Most conservatives are so happy that we now have a President who has restored dignity to the White House. We are pleased that he brings a moral dimension to his actions and isn't squeamish about acknowledging his religious faith.
But it was distressing that George W. Bush's recent remarks to the Council of the Americas went over the line. He proclaimed that "open trade is not just an economic opportunity, it is a moral imperative."
Sorry, Mr. President, you have it backwards. Open or free trade may be an economic opportunity (for some), but it certainly is not a moral imperative.
The Bible does not instruct us on free trade and it's not one of the Ten Commandments. Jesus did not tell us to follow Him along the road to free trade.
Calling free trade "a moral imperative" is a sly semantic attempt to cast those who oppose free trade into exterior darkness where there is weeping and gnashing of teeth. No one gave our President authority to sweep out of the temple those who espouse what he calls "a new kind of protectionism."
Nor is there anything in the United States Constitution that requires us to support free trade and to abhor protectionism. In fact, protectionism was the economic system believed in and practiced by the framers of our Constitution.

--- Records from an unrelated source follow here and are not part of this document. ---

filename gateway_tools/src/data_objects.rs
use std::{fmt::Display, str::FromStr};

use chrono::{DateTime, Utc};
use plg_common::Tzs;
use serde::{Deserialize, Serialize};
use serde_json::Value;

use crate::GatewayApiError;

//--------------------------------------   GatewayStatus   -----------------------------------------------------------
/// The gateway's view of an intent or payout. The wire values are not entirely uniform (older API
/// versions report "success" and "refunded"), so parsing is lenient and everything funnels into
/// this one enum.
#[derive(Debug, Clone, Copy, PartialEq, Eq, Serialize, Deserialize)]
#[serde(try_from = "String", into = "&'static str")]
pub enum GatewayStatus {
    Pending,
    Processing,
    Completed,
    Failed,
    Reversed,
    Expired,
}

impl FromStr for GatewayStatus {
    type Err = GatewayApiError;

    fn from_str(s: &str) -> Result<Self, Self::Err> {
        match s.trim().to_ascii_lowercase().as_str() {
            "pending" | "created" => Ok(Self::Pending),
            "processing" | "in_progress" => Ok(Self::Processing),
            "completed" | "success" | "succeeded" => Ok(Self::Completed),
            "failed" | "declined" | "rejected" => Ok(Self::Failed),
            "reversed" | "refunded" | "charged_back" => Ok(Self::Reversed),
            "expired" | "timeout" => Ok(Self::Expired),
            other => Err(GatewayApiError::JsonError(format!("Unknown gateway status: {other}"))),
        }
    }
}

impl TryFrom<String> for GatewayStatus {
    type Error = GatewayApiError;

    fn try_from(value: String) -> Result<Self, Self::Error> {
        value.parse()
    }
}

impl From<GatewayStatus> for &'static str {
    fn from(s: GatewayStatus) -> Self {
        match s {
            GatewayStatus::Pending => "pending",
            GatewayStatus::Processing => "processing",
            GatewayStatus::Completed => "completed",
            GatewayStatus::Failed => "failed",
            GatewayStatus::Reversed => "reversed",
            GatewayStatus::Expired => "expired",
        }
    }
}

impl Display for GatewayStatus {
    fn fmt(&self, f: &mut std::fmt::Formatter<'_>) -> std::fmt::Result {
        let s: &'static str = (*self).into();
        write!(f, "{s}")
    }
}

//--------------------------------------   Intent objects   ----------------------------------------------------------
#[derive(Debug, Clone, Serialize)]
pub struct NewIntentRequest {
    pub amount: Tzs,
    pub currency: String,
    /// Mobile-money subscriber number, for the mobile channel.
    #[serde(skip_serializing_if = "Option::is_none")]
    pub msisdn: Option<String>,
    /// Card fields, for the card (redirect) channel.
    #[serde(skip_serializing_if = "Option::is_none")]
    pub card: Option<CardDetails>,
    /// Free-form metadata echoed back in webhooks. The engine stores `{kind, user_id, order_id}`
    /// here so a settlement can be reconstructed even if the local intent row was lost.
    pub metadata: Value,
}

#[derive(Debug, Clone, Serialize, Deserialize)]
pub struct CardDetails {
    pub holder_name: String,
    pub return_url: String,
}

#[derive(Debug, Clone, Deserialize)]
pub struct GatewayIntent {
    pub reference: String,
    pub status: GatewayStatus,
    pub amount: Tzs,
    pub currency: String,
    /// Redirect URL for card/mobile web flows; absent for direct mobile push.
    pub payment_url: Option<String>,
    #[serde(default)]
    pub created_at: Option<DateTime<Utc>>,
    #[serde(default)]
    pub metadata: Value,
}

//--------------------------------------   Payout objects   ----------------------------------------------------------
#[derive(Debug, Clone, Serialize)]
pub struct NewPayoutRequest {
    /// Client-supplied payout reference. The gateway echoes it in webhooks and poll responses,
    /// which is how payout signals join back onto the local withdrawal row.
    pub reference: String,
    pub amount: Tzs,
    pub currency: String,
    pub msisdn: String,
    pub account_name: String,
}

#[derive(Debug, Clone, Deserialize)]
pub struct GatewayPayout {
    pub reference: String,
    pub status: GatewayStatus,
    pub amount: Tzs,
}

//--------------------------------------   Webhook events   ----------------------------------------------------------
/// A normalized webhook notification. The gateway posts two body shapes: a typed envelope
/// `{"event": "...", "data": {...}}` and (older integrations) a bare `{"reference": ..,
/// "status": ..}` payload. [`GatewayEvent::from_body`] accepts both.
#[derive(Debug, Clone, PartialEq, Eq)]
pub struct GatewayEvent {
    /// Dotted event name, e.g. `payment.completed` or `payout.failed`. Synthesized as
    /// `payment.<status>` for bare payloads.
    pub event_type: String,
    pub reference: String,
    pub status: GatewayStatus,
    pub amount: Option<Tzs>,
    pub currency: Option<String>,
    pub metadata: Value,
}

#[derive(Debug, Clone, Deserialize)]
pub struct WebhookEnvelope {
    pub event: String,
    pub data: WebhookPayload,
}

#[derive(Debug, Clone, Deserialize)]
pub struct WebhookPayload {
    pub reference: String,
    pub status: GatewayStatus,
    #[serde(default)]
    pub amount: Option<Tzs>,
    #[serde(default)]
    pub currency: Option<String>,
    #[serde(default)]
    pub metadata: Value,
}

impl GatewayEvent {
    /// Parses a raw webhook body, accepting either the typed envelope or the bare payload shape.
    pub fn from_body(body: &[u8]) -> Result<Self, GatewayApiError> {
        if let Ok(envelope) = serde_json::from_slice::<WebhookEnvelope>(body) {
            return Ok(Self::from(envelope));
        }
        let payload =
            serde_json::from_slice::<WebhookPayload>(body).map_err(|e| GatewayApiError::JsonError(e.to_string()))?;
        let event_type = format!("payment.{}", payload.status);
        Ok(Self {
            event_type,
            reference: payload.reference,
            status: payload.status,
            amount: payload.amount,
            currency: payload.currency,
            metadata: payload.metadata,
        })
    }

    /// Payout events use the `payout.*` namespace; everything else is a payment event.
    pub fn is_payout(&self) -> bool {
        self.event_type.starts_with("payout.")
    }
}

impl From<WebhookEnvelope> for GatewayEvent {
    fn from(envelope: WebhookEnvelope) -> Self {
        let WebhookEnvelope { event, data } = envelope;
        Self {
            event_type: event,
            reference: data.reference,
            status: data.status,
            amount: data.amount,
            currency: data.currency,
            metadata: data.metadata,
        }
    }
}

#[cfg(test)]
mod test {
    use super::*;

    #[test]
    fn parses_typed_envelope() {
        let body = br#"{
            "event": "payment.completed",
            "data": {
                "reference": "PAY-123",
                "status": "completed",
                "amount": 10000,
                "currency": "TZS",
                "metadata": {"kind": "coin_topup", "user_id": "u-1"}
            }
        }"#;
        let event = GatewayEvent::from_body(body).unwrap();
        assert_eq!(event.event_type, "payment.completed");
        assert_eq!(event.reference, "PAY-123");
        assert_eq!(event.status, GatewayStatus::Completed);
        assert_eq!(event.amount, Some(Tzs::from(10_000)));
        assert_eq!(event.metadata["kind"], "coin_topup");
        assert!(!event.is_payout());
    }

    #[test]
    fn parses_bare_payload() {
        let body = br#"{"reference": "PAY-456", "status": "success", "amount": 2500}"#;
        let event = GatewayEvent::from_body(body).unwrap();
        assert_eq!(event.event_type, "payment.completed");
        assert_eq!(event.status, GatewayStatus::Completed);
        assert_eq!(event.currency, None);
    }

    #[test]
    fn payout_namespace() {
        let body = br#"{"event": "payout.failed", "data": {"reference": "WD-1", "status": "failed"}}"#;
        let event = GatewayEvent::from_body(body).unwrap();
        assert!(event.is_payout());
        assert_eq!(event.status, GatewayStatus::Failed);
    }

    #[test]
    fn rejects_missing_reference() {
        let body = br#"{"status": "completed"}"#;
        assert!(GatewayEvent::from_body(body).is_err());
    }

    #[test]
    fn lenient_status_aliases() {
        for (raw, expected) in [
            ("refunded", GatewayStatus::Reversed),
            ("succeeded", GatewayStatus::Completed),
            ("in_progress", GatewayStatus::Processing),
            ("declined", GatewayStatus::Failed),
        ] {
            assert_eq!(raw.parse::<GatewayStatus>().unwrap(), expected);
        }
        assert!("garbage".parse::<GatewayStatus>().is_err());
    }
}
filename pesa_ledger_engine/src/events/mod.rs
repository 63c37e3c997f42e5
mod channel;
mod event_types;
mod hooks;

pub use channel::{EventHandler, EventProducer, Handler};
pub use event_types::*;
pub use hooks::{EventHandlers, EventHooks, EventProducers};
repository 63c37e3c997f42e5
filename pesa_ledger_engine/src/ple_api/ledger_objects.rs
use plg_common::Tzs;
use serde::{Deserialize, Serialize};

use crate::traits::{OrderSettlement, TopupSettlement};

/// Gross-to-net fee calculation for withdrawals: a proportional platform cut plus a flat
/// disbursement fee, both rounded down to whole shillings.
#[derive(Debug, Clone, Copy, Serialize, Deserialize)]
pub struct FeeSchedule {
    /// Platform cut as a fraction of the gross, e.g. 0.05 for 5%.
    pub platform_rate: f64,
    pub flat_fee: Tzs,
    /// Smallest gross amount a withdrawal may request.
    pub minimum: Tzs,
}

impl FeeSchedule {
    pub fn fee_for(&self, gross: Tzs) -> Tzs {
        let platform_cut = (gross.value() as f64 * self.platform_rate).floor() as i64;
        Tzs::from(platform_cut) + self.flat_fee
    }

    pub fn net_for(&self, gross: Tzs) -> Tzs {
        gross - self.fee_for(gross)
    }
}

/// What a completed payment settled into.
#[derive(Debug, Clone, Serialize, Deserialize)]
pub enum SettlementResult {
    Topup(TopupSettlement),
    Order(OrderSettlement),
}

impl SettlementResult {
    pub fn credited(&self) -> bool {
        match self {
            SettlementResult::Topup(s) => s.credited,
            SettlementResult::Order(s) => s.credited,
        }
    }

    pub fn reference(&self) -> &str {
        match self {
            SettlementResult::Topup(s) => &s.reference,
            SettlementResult::Order(s) => &s.reference,
        }
    }
}

#[cfg(test)]
mod test {
    use super::*;

    #[test]
    fn fee_breakdown() {
        let fees = FeeSchedule { platform_rate: 0.05, flat_fee: Tzs::from(500), minimum: Tzs::from(5_000) };
        // 5% of 50_000 is 2_500, plus the flat 500
        assert_eq!(fees.fee_for(Tzs::from(50_000)), Tzs::from(3_000));
        assert_eq!(fees.net_for(Tzs::from(50_000)), Tzs::from(47_000));
        // fractional cut rounds down: 5% of 10_001 = 500.05 -> 500
        assert_eq!(fees.fee_for(Tzs::from(10_001)), Tzs::from(1_000));
    }
}
use chrono::Duration;
use log::*;
use plg_common::Coins;
use sqlx::SqlitePool;

use super::db::{coin_ledger, db_url, intents, new_pool, orders, shop_ledger, withdrawals};
use crate::{
    db_types::{
        CoinTransaction,
        CoinTxType,
        CoinWallet,
        IntentStatus,
        NewPaymentIntent,
        NewShopWithdrawal,
        NewWithdrawal,
        Order,
        PaymentIntent,
        PayoutDestination,
        ShopTransaction,
        ShopTxType,
        ShopWallet,
        ShopWithdrawal,
        Withdrawal,
        WithdrawalStatus,
    },
    traits::{
        AccountApiError,
        AccountManagement,
        GiftTransfer,
        LedgerError,
        OrderReversal,
        OrderSettlement,
        PaymentLedgerDatabase,
        PayoutKind,
        PayoutResolution,
        SettlementContext,
        TopupReversal,
        TopupSettlement,
    },
};

#[derive(Clone)]
pub struct SqliteDatabase {
    url: String,
    pool: SqlitePool,
}

impl Debug for SqliteDatabase {
    fn fmt(&self, f: &mut std::fmt::Formatter<'_>) -> std::fmt::Result {
        writeln!(f, "SqliteDatabase ({:?})", self.pool)
    }
}

impl SqliteDatabase {
    /// Creates a new database api object using the DB URL from the `PLG_DATABASE_URL` envar.
    pub async fn new(max_connections: u32) -> Result<Self, sqlx::Error> {
        let url = db_url();
        Self::new_with_url(&url, max_connections).await
    }

    pub async fn new_with_url(url: &str, max_connections: u32) -> Result<Self, sqlx::Error> {
        let pool = new_pool(url, max_connections).await?;
        Ok(Self { url: url.to_string(), pool })
    }

    pub fn pool(&self) -> &SqlitePool {
        &self.pool
    }
}
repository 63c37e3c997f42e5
use std::{fmt::Display, str::FromStr};

use chrono::{DateTime, Utc};
use log::error;
use plg_common::{Coins, Tzs, TZS_CURRENCY_CODE};
use serde::{Deserialize, Serialize};
use sqlx::{FromRow, Type};
use thiserror::Error;

#[derive(Debug, Clone, Error)]
#[error("Invalid conversion: {0}")]
pub struct ConversionError(String);

//--------------------------------------    IntentStatus     ---------------------------------------------------------
/// Local view of a payment or payout intent's lifecycle. Statuses only advance; the single
/// exception is `Completed` -> `Reversed`, which is how the gateway reports a clawed-back payment.
#[derive(Debug, Clone, Copy, PartialEq, Eq, Type, Serialize, Deserialize)]
#[serde(rename_all = "lowercase")]
pub enum IntentStatus {
    Pending,
    Processing,
    Completed,
    Failed,
    Expired,
    Reversed,
}

impl IntentStatus {
    /// Whether a status update from the gateway is allowed to land. Anything else is a stale or
    /// duplicate signal and must be ignored.
    pub fn can_transition_to(&self, new: IntentStatus) -> bool {
        use IntentStatus::*;
        match (self, new) {
            (Pending, Processing | Completed | Failed | Expired) => true,
            (Processing, Completed | Failed | Expired) => true,
            (Completed, Reversed) => true,
            _ => false,
        }
    }

    pub fn is_terminal(&self) -> bool {
        matches!(self, IntentStatus::Failed | IntentStatus::Expired | IntentStatus::Reversed)
    }
}

impl Display for IntentStatus {
    fn fmt(&self, f: &mut std::fmt::Formatter<'_>) -> std::fmt::Result {
        match self {
            IntentStatus::Pending => write!(f, "Pending"),
            IntentStatus::Processing => write!(f, "Processing"),
            IntentStatus::Completed => write!(f, "Completed"),
            IntentStatus::Failed => write!(f, "Failed"),
            IntentStatus::Expired => write!(f, "Expired"),
            IntentStatus::Reversed => write!(f, "Reversed"),
        }
    }
}

impl FromStr for IntentStatus {
    type Err = ConversionError;

    fn from_str(s: &str) -> Result<Self, Self::Err> {
        match s {
            "Pending" => Ok(Self::Pending),
            "Processing" => Ok(Self::Processing),
            "Completed" => Ok(Self::Completed),
            "Failed" => Ok(Self::Failed),
            "Expired" => Ok(Self::Expired),
            "Reversed" => Ok(Self::Reversed),
            s => Err(ConversionError(format!("Invalid intent status: {s}"))),
        }
    }
}

impl From<String> for IntentStatus {
    fn from(value: String) -> Self {
        value.parse().unwrap_or_else(|_| {
            error!("Invalid intent status in DB: {value}. But this conversion cannot fail. Defaulting to Pending");
            IntentStatus::Pending
        })
    }
}

//--------------------------------------    IntentChannel    ---------------------------------------------------------
#[derive(Debug, Clone, Copy, PartialEq, Eq, Type, Serialize, Deserialize)]
#[serde(rename_all = "lowercase")]
pub enum IntentChannel {
    Mobile,
    Card,
}

impl Display for IntentChannel {
    fn fmt(&self, f: &mut std::fmt::Formatter<'_>) -> std::fmt::Result {
        match self {
            IntentChannel::Mobile => write!(f, "Mobile"),
            IntentChannel::Card => write!(f, "Card"),
        }
    }
}

impl FromStr for IntentChannel {
    type Err = ConversionError;

    fn from_str(s: &str) -> Result<Self, Self::Err> {
        match s {
            "Mobile" => Ok(Self::Mobile),
            "Card" => Ok(Self::Card),
            s => Err(ConversionError(format!("Invalid payment channel: {s}"))),
        }
    }
}

impl From<String> for IntentChannel {
    fn from(value: String) -> Self {
        value.parse().unwrap_or_else(|_| {
            error!("Invalid payment channel in DB: {value}. Defaulting to Mobile");
            IntentChannel::Mobile
        })
    }
}

//--------------------------------------     IntentKind      ---------------------------------------------------------
/// What a completed intent settles into: a coin top-up credits the payer's coin wallet, a shop
/// order credits the selling shop's settlement wallet.
#[derive(Debug, Clone, Copy, PartialEq, Eq, Type, Serialize, Deserialize)]
#[serde(rename_all = "snake_case")]
pub enum IntentKind {
    CoinTopup,
    ShopOrder,
}

impl Display for IntentKind {
    fn fmt(&self, f: &mut std::fmt::Formatter<'_>) -> std::fmt::Result {
        match self {
            IntentKind::CoinTopup => write!(f, "CoinTopup"),
            IntentKind::ShopOrder => write!(f, "ShopOrder"),
        }
    }
}

impl FromStr for IntentKind {
    type Err = ConversionError;

    fn from_str(s: &str) -> Result<Self, Self::Err> {
        match s {
            "CoinTopup" | "coin_topup" => Ok(Self::CoinTopup),
            "ShopOrder" | "shop_order" => Ok(Self::ShopOrder),
            s => Err(ConversionError(format!("Invalid intent kind: {s}"))),
        }
    }
}

impl From<String> for IntentKind {
    fn from(value: String) -> Self {
        value.parse().unwrap_or_else(|_| {
            error!("Invalid intent kind in DB: {value}. Defaulting to CoinTopup");
            IntentKind::CoinTopup
        })
    }
}

//--------------------------------------    PaymentIntent    ---------------------------------------------------------
#[derive(Debug, Clone, FromRow, Serialize, Deserialize)]
pub struct PaymentIntent {
    pub id: i64,
    /// The gateway-assigned reference. The join key for webhooks, polls and ledger rows.
    pub reference: String,
    pub user_id: String,
    pub amount: Tzs,
    pub currency: String,
    pub channel: IntentChannel,
    pub kind: IntentKind,
    /// Present when `kind` is `ShopOrder`.
    pub order_id: Option<String>,
    pub idempotency_key: String,
    pub status: IntentStatus,
    pub created_at: DateTime<Utc>,
    pub updated_at: DateTime<Utc>,
}

#[derive(Debug, Clone)]
pub struct NewPaymentIntent {
    pub reference: String,
    pub user_id: String,
    pub amount: Tzs,
    pub currency: String,
    pub channel: IntentChannel,
    pub kind: IntentKind,
    pub order_id: Option<String>,
    pub idempotency_key: String,
}

impl NewPaymentIntent {
    pub fn coin_topup(
        reference: String,
        user_id: String,
        amount: Tzs,
        channel: IntentChannel,
        idempotency_key: String,
    ) -> Self {
        Self {
            reference,
            user_id,
            amount,
            currency: TZS_CURRENCY_CODE.to_string(),
            channel,
            kind: IntentKind::CoinTopup,
            order_id: None,
            idempotency_key,
        }
    }

    pub fn shop_order(
        reference: String,
        user_id: String,
        amount: Tzs,
        channel: IntentChannel,
        order_id: String,
        idempotency_key: String,
    ) -> Self {
        Self {
            reference,
            user_id,
            amount,
            currency: TZS_CURRENCY_CODE.to_string(),
            channel,
            kind: IntentKind::ShopOrder,
            order_id: Some(order_id),
            idempotency_key,
        }
    }
}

Protective tariffs were the principal source of revenue for our Federal Government from its beginning in 1789 until the passage of the Sixteenth Amendment, which created the federal income tax, in 1913. Were all those public officials during those hundred plus years remiss in not adhering to a "moral obligation" of free trade? Hardly.
The final paragraph in George W. Bush's recent speech exhorted his audience of non-elected diplomats, assembled as the Council of the Americas, to "help to bring sanity to the United States Congress." It's bad enough that President Bush cast those who oppose free trade into limbo with those who lack morality, but it's downright insulting that he labels them as lacking sanity.
Everyone present understood that "sanity" in the President's lexicon referred to passage of the U.S. Trade Promotion Authority bill, known as Fast Track, which Bush urged in his May 10 letter to Congress. That bill would surrender to the President Congress's explicit constitutional power "to regulate commerce with foreign nations."
Free trade and Fast Track are issues that, in one way or another, touch the lives of most Americans. They deserve to be debated as the economic and national security issues that they are, not by name-calling.
The arguments the President offered for free trade were that it "creates jobs for the unemployed," pays "for clean air and water," and promotes "democracy … in good time." But all those benefits are for foreign countries, not the United States.
President Bush has just demonstrated how he would use Fast Track by the way he is currently implementing NAFTA (North American Free Trade Agreement) to advantage Mexico and disadvantage Americans. The Administration announced this month that it will allow Mexican trucking companies to operate on U.S. highways without auditing their safety practices for up to 18 months.
How many cheaters do you think would appear if IRS announced that it wouldn't audit any tax returns filed in the next 18 months? In the name of free trade, would Americans accept not checking for foot-and-mouth disease for the next 18 months?
Some 14,000 Mexican trucks have been crossing the border every day but have so far been limited to a narrow region along the border. The Bush Administration will now allow them to operate across our entire country.
The failure of Mexican trucks to meet U.S. standards for safety, emissions, tires, brakes, age and drug and alcohol use of drivers, and insurance coverage is common knowledge. Only about one percent of Mexican trucks are inspected at the border and, of those, at least 30 percent fail to meet our standards.
Why should Mexican trucks have a free ride to escape regulations that U.S. trucks must obey? Furthermore, it's anybody's guess how many illegal aliens and illegal drugs are concealed in the 99 percent of uninspected Mexican trucks.
Another paragraph in President Bush's speech seems just as out of touch with reality. He said, "A recent summit in Quebec symbolized the new reality in our hemisphere, a unity of shared values, shared culture and shared trade."
President Bush's speechwriters should know that there is less reality of shared culture in Quebec than almost any place in the Western Hemisphere. It was only six years ago that 49.4 percent of French-speaking Quebecois voted to secede from the shared culture of English-speaking Canada.
The lesson that Quebec teaches is that language is a powerful pressure point of disunity when one section of the country speaks a language different from that of the national majority. It is unfortunate that President Bush appears to be fostering this same kind of separatism by starting to deliver his Saturday radio broadcasts in Spanish as well as in English.